Without altering a single word, repeat the records that follow.
----
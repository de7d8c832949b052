mod block_builder;
mod errors;
mod interpreter;
mod receipts;
mod run_block;
mod run_tx;
mod vm;

pub use block_builder::{
    AddTxOpts, BlockBuilder, BuildBlockOpts, BuildStatus, HeaderData, SealOpts, build_block,
};
pub use errors::{BuilderError, ExceptionError, InvalidBlockError, TxValidationError, VmError};
pub use interpreter::{
    BlockEnv, ExecResult, ExecutionContext, Interpreter, TransferInterpreter, create_address,
};
pub use receipts::generate_tx_receipt;
pub use run_block::{
    RunBlockOpts, RunBlockResult, calculate_miner_reward, calculate_ommer_reward, reward_account,
    run_block,
};
pub use run_tx::{DEFAULT_BLOCK_GAS_LIMIT, RunTxOpts, RunTxResult, run_tx};
pub use vm::Vm;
----
# PROBLEM SOLUTION:
repository de7d8c832949b052
mod block_builder;
mod errors;
mod interpreter;
mod receipts;
mod run_block;
mod run_tx;
mod vm;

pub use block_builder::{
    AddTxOpts, BlockBuilder, BuildBlockOpts, BuildStatus, HeaderData, SealOpts, build_block,
};
pub use errors::{BuilderError, ExceptionError, InvalidBlockError, TxValidationError, VmError};
pub use interpreter::{
    BlockEnv, ExecResult, ExecutionContext, Interpreter, TransferInterpreter, create_address,
};
pub use receipts::generate_tx_receipt;
pub use run_block::{
    RunBlockOpts, RunBlockResult, calculate_miner_reward, calculate_ommer_reward, reward_account,
    run_block,
};
pub use run_tx::{DEFAULT_BLOCK_GAS_LIMIT, RunTxOpts, RunTxResult, run_tx};
pub use vm::Vm;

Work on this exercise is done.